プロジェクトマネージャー 松井 俊輔
先日、格安ながら満足感が高いことで有名な、全国チェーンのイタリア料理店に行ったところ、その店舗は全国でも数店の「セルフオーダーシステム」試験導入中の店舗でした。従来はテーブルの上に置いてあるオーダーシートに、「DG01・1(皿)」という風に、メニューに記載されているアルファベットと数字を記載して店員さんに渡すスタイルです。「セルフオーダーシステム」では、自分のスマホでテーブルの上に置いてあるQRコードを読み込み、ディスプレイにメニューオーダー画面を表示させ、各テーブルに設置されたメニューに記載の数字4桁を入力します。
・商品入力が4桁の数字だけ
・4桁の番号を入力すると、オーダー画面に商品名も表示される
という作業になるため、注文が簡単で早い、そして間違える可能性が低いと、シンプルながら感心させられるシステムでした。

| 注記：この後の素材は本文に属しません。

impl JobQueue {
    pub async fn open(path: impl AsRef<Path>, kind: &str, options: QueueOptions) -> Result<Self> {
        let url = format!("sqlite://{}", path.as_ref().display());
        let connect_options = SqliteConnectOptions::from_str(&url)?
            .create_if_missing(true)
            .journal_mode(SqliteJournalMode::Wal)
            .busy_timeout(Duration::from_secs(5));
        let pool = SqlitePoolOptions::new()
            .max_connections(1)
            .connect_with(connect_options)
            .await
            .with_context(|| format!("Failed to open queue store {}", path.as_ref().display()))?;

        let queue = Self::with_pool(pool, kind, options).await?;
        log::info!(
            "Opened {kind} queue at {} (concurrency {})",
            path.as_ref().display(),
            queue.options.concurrency
        );
        Ok(queue)
    }

    pub async fn with_pool(pool: SqlitePool, kind: &str, options: QueueOptions) -> Result<Self> {
        for sql in [
            r"
            CREATE TABLE IF NOT EXISTS queue_jobs (
                seq           INTEGER  PRIMARY KEY AUTOINCREMENT,
                id            TEXT     NOT NULL UNIQUE,
                kind          TEXT     NOT NULL,
                payload       TEXT     NOT NULL,
                state         TEXT     NOT NULL,
                attempts      INTEGER  NOT NULL DEFAULT 0,
                max_attempts  INTEGER  NOT NULL,
                run_at        INTEGER  NOT NULL,
                leased_until  INTEGER  NOT NULL DEFAULT 0,
                last_error    TEXT,
                checkpoint    TEXT,
                created_time  TEXT     NOT NULL,
                updated_time  TEXT     NOT NULL
            );",
            "CREATE INDEX IF NOT EXISTS idx_queue_jobs_due ON queue_jobs(kind, state, run_at, seq);",
        ] {
            sqlx::query(sql).execute(&pool).await?;
        }

        Ok(Self {
            pool,
            kind: kind.to_string(),
            options,
            notify: Notify::new(),
        })
    }

    pub fn options(&self) -> &QueueOptions {
        &self.options
    }

    pub async fn close(&self) {
        self.pool.close().await;
        log::info!("Closed {} queue", self.kind);
    }

    /// Validates and stores a job, returning its queue id
    pub async fn enqueue(&self, job: &ExecutionJob) -> Result<Uuid> {
        job.validate().context("Rejected malformed job payload")?;

        let id = Uuid::new_v4();
        let payload = serde_json::to_string(job)?;
        let now = create_timestamp();

        sqlx::query(
            r"
            INSERT INTO queue_jobs (id, kind, payload, state, attempts, max_attempts, run_at, created_time, updated_time)
            VALUES (?, ?, ?, 'queued', 0, ?, ?, ?, ?)
            ",
        )
        .bind(id.to_string())
        .bind(&self.kind)
        .bind(payload)
        .bind(self.options.max_attempts as i64)
        .bind(now_ms())
        .bind(&now)
        .bind(&now)
        .execute(&self.pool)
        .await?;

        self.notify.notify_one();
        log::debug!("Enqueued {} job {id} for submission {}", self.kind, job.submission_id);
        Ok(id)
    }

    /// Moves the oldest due job to `active` and hands it out
    pub async fn claim(&self) -> Result<Option<Delivery>> {
        loop {
            let row = sqlx::query_as::<_, ClaimedRow>(
                r"
                UPDATE queue_jobs
                SET state = 'active', attempts = attempts + 1, leased_until = ?, updated_time = ?
                WHERE seq = (
                    SELECT seq FROM queue_jobs
                    WHERE kind = ? AND (
                        (state = 'queued' AND run_at <= ?)
                        OR (state = 'active' AND leased_until <= ?)
                    )
                    ORDER BY run_at, seq
                    LIMIT 1
                )
                RETURNING id, payload, attempts, checkpoint
                ",
            )
            .bind(self.lease_deadline())
            .bind(create_timestamp())
            .bind(&self.kind)
            .bind(now_ms())
            .bind(now_ms())
            .fetch_optional(&self.pool)
            .await?;

            let Some(row) = row else {
                return Ok(None);
            };

            let id = Uuid::parse_str(&row.id)?;
            let job = match serde_json::from_str::<ExecutionJob>(&row.payload)
                .map_err(anyhow::Error::from)
                .and_then(|job| job.validate().map(|_| job))
            {
                Ok(job) => job,
                Err(e) => {
                    log::error!("Discarding malformed job {id}: {e:#}");
                    self.mark_dead(id, &format!("malformed payload: {e:#}")).await?;
                    continue;
                }
            };

            let checkpoint = match row
                .checkpoint
                .as_deref()
                .map(serde_json::from_str::<ExecutionResult>)
            {
                Some(Ok(result)) => Some(result),
                Some(Err(e)) => {
                    log::warn!("Ignoring unreadable checkpoint of job {id}: {e}");
                    None
                }
                None => None,
            };

            return Ok(Some(Delivery {
                id,
                attempt: row.attempts as u32,
                job,
                checkpoint,
            }));
        }
    }

    /// Waits for the next delivery, or `None` once `token` is cancelled
    pub async fn next(&self, token: &CancellationToken) -> Option<Delivery> {
        loop {
            if token.is_cancelled() {
                return None;
            }
            match self.claim().await {
                Ok(Some(delivery)) => return Some(delivery),
                Ok(None) => {}
                Err(e) => log::error!("Failed to claim a {} job: {e:#}", self.kind),
            }

            tokio::select! {
                _ = token.cancelled() => return None,
                _ = self.notify.notified() => {}
                _ = tokio::time::sleep(self.options.poll_interval) => {}
            }
        }
    }

    fn lease_deadline(&self) -> i64 {
        now_ms() + self.options.lease.as_millis() as i64
    }

    /// Extends the lease of a job this process is still working on
    pub async fn renew_lease(&self, id: Uuid) -> Result<()> {
        sqlx::query("UPDATE queue_jobs SET leased_until = ? WHERE id = ? AND state = 'active'")
            .bind(self.lease_deadline())
            .bind(id.to_string())
            .execute(&self.pool)
            .await?;
        Ok(())
    }

    pub async fn complete(&self, id: Uuid) -> Result<()> {
        sqlx::query(
            "UPDATE queue_jobs SET state = 'completed', last_error = NULL, updated_time = ? WHERE id = ?",
        )
        .bind(create_timestamp())
        .bind(id.to_string())
        .execute(&self.pool)
        .await?;
        Ok(())
    }

    /// Records a failed attempt, re-queueing with exponential backoff while
    /// attempts remain
    pub async fn fail(&self, id: Uuid, attempt: u32, error: &str) -> Result<FailOutcome> {
        if attempt >= self.options.max_attempts {
            self.mark_dead(id, error).await?;
            return Ok(FailOutcome::Dead);
        }

        let delay = self.backoff_delay(attempt);
        sqlx::query(
            r"
            UPDATE queue_jobs
            SET state = 'queued', run_at = ?, last_error = ?, updated_time = ?
            WHERE id = ?
            ",
        )
        .bind(now_ms() + delay.as_millis() as i64)
        .bind(error)
        .bind(create_timestamp())
        .bind(id.to_string())
        .execute(&self.pool)
        .await?;

        Ok(FailOutcome::Retrying { delay })
    }

    /// Delay before retrying after the given attempt failed
    pub fn backoff_delay(&self, attempt: u32) -> Duration {
        self.options
            .backoff
            .saturating_mul(1u32 << attempt.saturating_sub(1).min(16))
    }

    async fn mark_dead(&self, id: Uuid, error: &str) -> Result<()> {
        sqlx::query(
            "UPDATE queue_jobs SET state = 'failed', last_error = ?, updated_time = ? WHERE id = ?",
        )
        .bind(error)
        .bind(create_timestamp())
        .bind(id.to_string())
        .execute(&self.pool)
        .await?;
        Ok(())
    }

    /// Saves a finished result so a redelivery can skip straight to reporting
    pub async fn checkpoint(&self, id: Uuid, result: &ExecutionResult) -> Result<()> {
        sqlx::query("UPDATE queue_jobs SET checkpoint = ?, updated_time = ? WHERE id = ?")
            .bind(serde_json::to_string(result)?)
            .bind(create_timestamp())
            .bind(id.to_string())
            .execute(&self.pool)
            .await?;
        Ok(())
    }

    /// Puts jobs whose lease ran out back in line. Jobs a live consumer is
    /// still renewing are left alone.
    pub async fn recover_abandoned(&self) -> Result<u64> {
        let recovered = sqlx::query(
            r"
            UPDATE queue_jobs SET state = 'queued', updated_time = ?
            WHERE kind = ? AND state = 'active' AND leased_until <= ?
            ",
        )
        .bind(create_timestamp())
        .bind(&self.kind)
        .bind(now_ms())
        .execute(&self.pool)
        .await?
        .rows_affected();

        if recovered > 0 {
            log::warn!("Re-queued {recovered} abandoned {} job(s)", self.kind);
            self.notify.notify_one();
        }
        Ok(recovered)
    }

    pub async fn job_state(&self, id: Uuid) -> Result<Option<JobState>> {
        #[derive(sqlx::FromRow)]
        struct StateRow {
            state: String,
            attempts: i64,
            last_error: Option<String>,
        }

        let row = sqlx::query_as::<_, StateRow>(
            "SELECT state, attempts, last_error FROM queue_jobs WHERE id = ?",
        )
        .bind(id.to_string())
        .fetch_optional(&self.pool)
        .await?;

        Ok(row.map(|row| JobState {
            id: id.to_string(),
            state: row.state,
            attempts: row.attempts as u32,
            last_error: row.last_error,
        }))
    }

    /// Runs `concurrency` workers until `token` is cancelled
    ///
    /// Each worker finishes its current delivery before stopping.
    pub async fn consume<H: JobHandler>(
        self: Arc<Self>,
        handler: Arc<H>,
        token: CancellationToken,
    ) -> Result<()> {
        self.recover_abandoned().await?;

        let mut workers = JoinSet::new();
        for worker_id in 1..=self.options.concurrency {
            workers.spawn(worker_loop(
                worker_id,
                Arc::clone(&self),
                Arc::clone(&handler),
                token.clone(),
            ));
        }

        while let Some(res) = workers.join_next().await {
            if let Err(e) = res {
                log::error!("Queue worker terminated abnormally: {e:?}");
            }
        }

        log::info!("All {} workers have shut down", self.kind);
        Ok(())
    }
}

他にも私が経験したものとして、IPC事務所近くにある牛丼チェーンの店舗ではリニューアルオープンに併せて、テーブルでオーダーした商品をカウンターに取りに行くスタイルに変更しました。また、ある回転ずし店に至っては徹底的にシステム化され、入店から退店まで一切、店員さんと言葉を交わす場面はありませんでした。
このように、大手飲食チェーン店では様々なシステムを導入して、できるだけ人手をかけないオペレーションが進んでいます。その理由は、ニュースで見ない日はないぐらい報道されている、「人手不足」に対応するためだろうというのは、想像に難くありません。もちろん、コスト削減対応の一面も併せ持っているはずです。
リクルートワークス社が2023年春に発表した、『未来予測2040』の労働需給シミュレーションでは、新潟県が一番早く労働供給量不足になるグループに入っています。また新しい働き手を30歳以下と仮定すると、新潟市が定期的に発表している「住民基本台帳」によると、30歳以下での最大ボリュームゾーンで一番人口が多いのは19~21歳の人(2023年時点)。その合計人口は約21,500人で、その年代以降は、減少の一方ということもわかります。
これらのデータから、新潟でも「人手不足」「欲しい人材の取り合い」になることは避けられず、経営リスクの一つになることが予想されます。
そのための対応としては、
①人材獲得力:魅力のある待遇を用意できるか
②省力化力:いかに人手をかけないスキームを作れるか
③環境整備力:魅力のある職場環境を用意できるか
をバランスよく進める事になると思います。
しかし①人材獲得力は、どうしても資本勝負になってしまい、大手資本企業が有利になるため、中小企業においては、②省力化力、③環境整備力強化を検討することになります。
②省力化力の取組みの第一段歩としては、例えば現在5人で行っている業務を4~4.5人でできる方法を考え始めてみる、社長が担当している業務を従業員に半分でも任せられないか検討してみる、社内で行っている業務に外注できる業務がないか考えてみるなど、現在の作業方法やルーチンを見直すことです。
国としても、令和5年度補正予算で「中堅・中小企業の賃上げに向けた省力化等の大規模成長投資補助金」を実施し、省力化の後押しを予定しているので、チャレンジできる業態・業種の方は、補助金の動向を注目されてはいかがでしょうか。
③環境整備力強化の第一歩としては、時短制度の導入や、副業の承認等、「多様な働き方ができる」方法を検討してみるのはどうでしょうか。いろいろな背景を持った人材の受入れ、社内体制の変更、働き方の多様化等、手間がかかる点も多いですが、1つの仕事を複数人で担当するという、②省力化力とは逆の方向(ワークシェア)で考えてみるのも、ヒントがみつかるきっかけになるのではないでしょうか。
どちらも事業スタイルを大幅に変える事になるため、一朝一夕での導入は難しいと思いますので、考える時間を作りやすい年末年始、まずは検討してみる事から始めてはどうでしょうか?
また検討段階で出てきた課題等を、IPCの窓口相談を利用していただき、実行に向けて整理する場としてご利用いただければと思います。
少し早いですが、今年一年の当財団ご利用のお礼を述べさせていただきます。引き続き皆様のビジネスシーンの一助となりますよう、2024年もよろしくお願いいたします。